━━━━━ SUPPLIED RECORDS ━━━━━

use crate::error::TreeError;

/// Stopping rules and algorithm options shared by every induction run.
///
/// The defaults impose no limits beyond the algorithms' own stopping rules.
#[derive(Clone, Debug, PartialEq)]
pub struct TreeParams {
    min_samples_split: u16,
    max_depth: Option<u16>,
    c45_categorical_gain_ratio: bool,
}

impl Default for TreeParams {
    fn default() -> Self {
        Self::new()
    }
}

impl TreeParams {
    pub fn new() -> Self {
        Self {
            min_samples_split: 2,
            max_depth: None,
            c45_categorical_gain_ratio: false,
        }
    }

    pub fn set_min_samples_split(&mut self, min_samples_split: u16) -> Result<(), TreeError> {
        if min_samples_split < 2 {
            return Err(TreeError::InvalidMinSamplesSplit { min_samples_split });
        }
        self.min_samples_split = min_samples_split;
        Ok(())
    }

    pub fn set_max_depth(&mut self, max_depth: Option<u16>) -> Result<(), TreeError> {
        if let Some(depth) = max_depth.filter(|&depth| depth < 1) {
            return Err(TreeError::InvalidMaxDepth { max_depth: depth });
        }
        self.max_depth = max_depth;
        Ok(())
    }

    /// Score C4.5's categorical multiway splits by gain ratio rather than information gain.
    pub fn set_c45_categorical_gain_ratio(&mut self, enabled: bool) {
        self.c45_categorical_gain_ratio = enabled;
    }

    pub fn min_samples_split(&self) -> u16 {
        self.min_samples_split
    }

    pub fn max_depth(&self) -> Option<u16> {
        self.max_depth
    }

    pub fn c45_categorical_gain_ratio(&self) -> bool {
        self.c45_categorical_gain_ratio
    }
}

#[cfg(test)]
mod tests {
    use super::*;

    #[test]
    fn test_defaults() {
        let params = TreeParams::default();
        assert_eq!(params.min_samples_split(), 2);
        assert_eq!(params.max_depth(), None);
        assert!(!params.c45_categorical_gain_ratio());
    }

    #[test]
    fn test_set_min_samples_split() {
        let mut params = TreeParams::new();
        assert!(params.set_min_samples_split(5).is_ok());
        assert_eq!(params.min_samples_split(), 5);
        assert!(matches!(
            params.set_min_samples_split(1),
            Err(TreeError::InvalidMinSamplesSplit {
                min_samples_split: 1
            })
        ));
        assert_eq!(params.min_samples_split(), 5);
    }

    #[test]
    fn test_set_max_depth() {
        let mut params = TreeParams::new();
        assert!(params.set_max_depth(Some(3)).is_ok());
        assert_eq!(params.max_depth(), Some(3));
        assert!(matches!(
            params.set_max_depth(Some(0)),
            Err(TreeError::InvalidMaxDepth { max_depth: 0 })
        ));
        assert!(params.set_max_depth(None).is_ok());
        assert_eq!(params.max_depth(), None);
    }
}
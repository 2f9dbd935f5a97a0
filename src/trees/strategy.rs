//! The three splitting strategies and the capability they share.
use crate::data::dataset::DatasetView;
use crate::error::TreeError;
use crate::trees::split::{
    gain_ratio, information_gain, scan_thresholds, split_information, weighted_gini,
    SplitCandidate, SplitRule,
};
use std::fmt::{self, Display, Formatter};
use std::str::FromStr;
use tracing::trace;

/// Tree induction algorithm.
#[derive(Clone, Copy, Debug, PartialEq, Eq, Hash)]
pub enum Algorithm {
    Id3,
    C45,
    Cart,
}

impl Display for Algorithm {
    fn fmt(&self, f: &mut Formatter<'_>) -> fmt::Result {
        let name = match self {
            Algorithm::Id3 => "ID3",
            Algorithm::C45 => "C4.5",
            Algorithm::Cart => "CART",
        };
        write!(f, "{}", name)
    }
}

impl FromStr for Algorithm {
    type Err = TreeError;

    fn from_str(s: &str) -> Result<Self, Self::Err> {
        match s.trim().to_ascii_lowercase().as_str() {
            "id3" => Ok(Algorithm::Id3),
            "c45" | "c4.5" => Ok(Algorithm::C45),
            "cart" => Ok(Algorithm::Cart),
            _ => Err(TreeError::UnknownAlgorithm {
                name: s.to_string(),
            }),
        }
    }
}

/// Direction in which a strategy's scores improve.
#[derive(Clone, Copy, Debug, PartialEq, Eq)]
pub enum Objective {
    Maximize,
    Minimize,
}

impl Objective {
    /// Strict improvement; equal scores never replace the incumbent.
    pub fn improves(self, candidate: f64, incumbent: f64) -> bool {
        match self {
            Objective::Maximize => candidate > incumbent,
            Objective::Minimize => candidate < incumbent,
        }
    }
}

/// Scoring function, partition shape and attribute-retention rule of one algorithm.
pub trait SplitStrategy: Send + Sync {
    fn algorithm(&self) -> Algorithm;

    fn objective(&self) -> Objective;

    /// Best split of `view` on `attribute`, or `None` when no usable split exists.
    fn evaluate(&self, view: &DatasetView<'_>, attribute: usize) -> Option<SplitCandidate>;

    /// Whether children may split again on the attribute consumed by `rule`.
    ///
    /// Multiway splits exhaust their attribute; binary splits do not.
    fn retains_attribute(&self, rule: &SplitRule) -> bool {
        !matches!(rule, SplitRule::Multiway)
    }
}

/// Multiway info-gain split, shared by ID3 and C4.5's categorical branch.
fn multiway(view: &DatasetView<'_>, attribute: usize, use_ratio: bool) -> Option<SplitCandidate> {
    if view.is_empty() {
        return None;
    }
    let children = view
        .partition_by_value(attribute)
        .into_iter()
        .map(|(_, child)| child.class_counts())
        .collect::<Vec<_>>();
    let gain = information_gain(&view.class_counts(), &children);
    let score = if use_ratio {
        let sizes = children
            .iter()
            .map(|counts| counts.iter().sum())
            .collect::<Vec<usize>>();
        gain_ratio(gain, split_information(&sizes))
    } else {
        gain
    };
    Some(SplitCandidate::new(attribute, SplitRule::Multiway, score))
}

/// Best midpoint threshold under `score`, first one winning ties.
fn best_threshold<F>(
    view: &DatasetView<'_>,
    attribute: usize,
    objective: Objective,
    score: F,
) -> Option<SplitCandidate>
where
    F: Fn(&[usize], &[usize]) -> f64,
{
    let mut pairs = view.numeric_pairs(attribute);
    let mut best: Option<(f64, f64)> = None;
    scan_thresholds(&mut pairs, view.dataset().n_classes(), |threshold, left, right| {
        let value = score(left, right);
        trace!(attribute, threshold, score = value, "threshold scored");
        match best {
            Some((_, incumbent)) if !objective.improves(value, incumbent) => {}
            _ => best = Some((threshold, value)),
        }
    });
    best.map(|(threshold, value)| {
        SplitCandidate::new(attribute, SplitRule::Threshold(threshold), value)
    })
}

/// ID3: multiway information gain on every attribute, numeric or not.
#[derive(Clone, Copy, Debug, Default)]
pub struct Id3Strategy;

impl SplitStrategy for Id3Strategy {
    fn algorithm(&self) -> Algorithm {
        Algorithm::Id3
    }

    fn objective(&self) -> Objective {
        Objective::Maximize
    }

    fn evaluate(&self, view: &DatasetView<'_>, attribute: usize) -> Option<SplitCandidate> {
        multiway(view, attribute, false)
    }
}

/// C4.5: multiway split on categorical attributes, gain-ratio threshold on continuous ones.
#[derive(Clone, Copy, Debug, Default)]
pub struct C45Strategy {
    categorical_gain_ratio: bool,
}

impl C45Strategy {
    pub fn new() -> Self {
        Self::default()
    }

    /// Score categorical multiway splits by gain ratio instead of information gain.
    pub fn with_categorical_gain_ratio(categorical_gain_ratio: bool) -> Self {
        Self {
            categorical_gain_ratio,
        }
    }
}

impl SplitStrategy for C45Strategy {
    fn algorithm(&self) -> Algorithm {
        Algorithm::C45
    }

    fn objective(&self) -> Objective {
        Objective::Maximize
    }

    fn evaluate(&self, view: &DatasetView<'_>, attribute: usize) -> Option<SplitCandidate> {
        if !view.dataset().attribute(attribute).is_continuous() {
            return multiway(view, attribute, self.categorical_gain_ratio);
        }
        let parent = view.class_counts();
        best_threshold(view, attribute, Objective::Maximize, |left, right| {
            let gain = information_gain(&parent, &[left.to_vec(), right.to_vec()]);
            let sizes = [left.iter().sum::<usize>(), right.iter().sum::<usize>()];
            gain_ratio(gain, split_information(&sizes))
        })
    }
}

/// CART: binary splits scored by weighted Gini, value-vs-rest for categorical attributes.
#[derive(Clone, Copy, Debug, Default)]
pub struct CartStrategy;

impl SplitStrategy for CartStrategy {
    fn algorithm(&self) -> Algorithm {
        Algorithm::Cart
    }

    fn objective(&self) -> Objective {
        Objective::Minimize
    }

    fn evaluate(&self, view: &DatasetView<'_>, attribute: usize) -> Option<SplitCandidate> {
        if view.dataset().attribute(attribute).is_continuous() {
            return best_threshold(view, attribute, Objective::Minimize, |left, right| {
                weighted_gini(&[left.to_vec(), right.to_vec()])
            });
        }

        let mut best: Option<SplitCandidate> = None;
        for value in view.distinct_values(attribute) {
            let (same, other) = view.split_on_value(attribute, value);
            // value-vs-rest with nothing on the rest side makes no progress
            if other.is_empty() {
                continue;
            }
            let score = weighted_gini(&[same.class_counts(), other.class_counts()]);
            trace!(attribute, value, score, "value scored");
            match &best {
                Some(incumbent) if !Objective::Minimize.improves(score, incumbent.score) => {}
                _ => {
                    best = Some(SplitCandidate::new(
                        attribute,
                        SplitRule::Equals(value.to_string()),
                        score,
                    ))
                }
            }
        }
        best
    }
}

━━━━━

#### YOUR ASSIGNMENT
Where the line with "pub fn set_min_samples_split(&mut" ends, your copy should end too; please return exactly the lines from the first line of the data through it.

#### PROBLEM SOLUTION
use crate::error::TreeError;

/// Stopping rules and algorithm options shared by every induction run.
///
/// The defaults impose no limits beyond the algorithms' own stopping rules.
#[derive(Clone, Debug, PartialEq)]
pub struct TreeParams {
    min_samples_split: u16,
    max_depth: Option<u16>,
    c45_categorical_gain_ratio: bool,
}

impl Default for TreeParams {
    fn default() -> Self {
        Self::new()
    }
}

impl TreeParams {
    pub fn new() -> Self {
        Self {
            min_samples_split: 2,
            max_depth: None,
            c45_categorical_gain_ratio: false,
        }
    }

    pub fn set_min_samples_split(&mut self, min_samples_split: u16) -> Result<(), TreeError> {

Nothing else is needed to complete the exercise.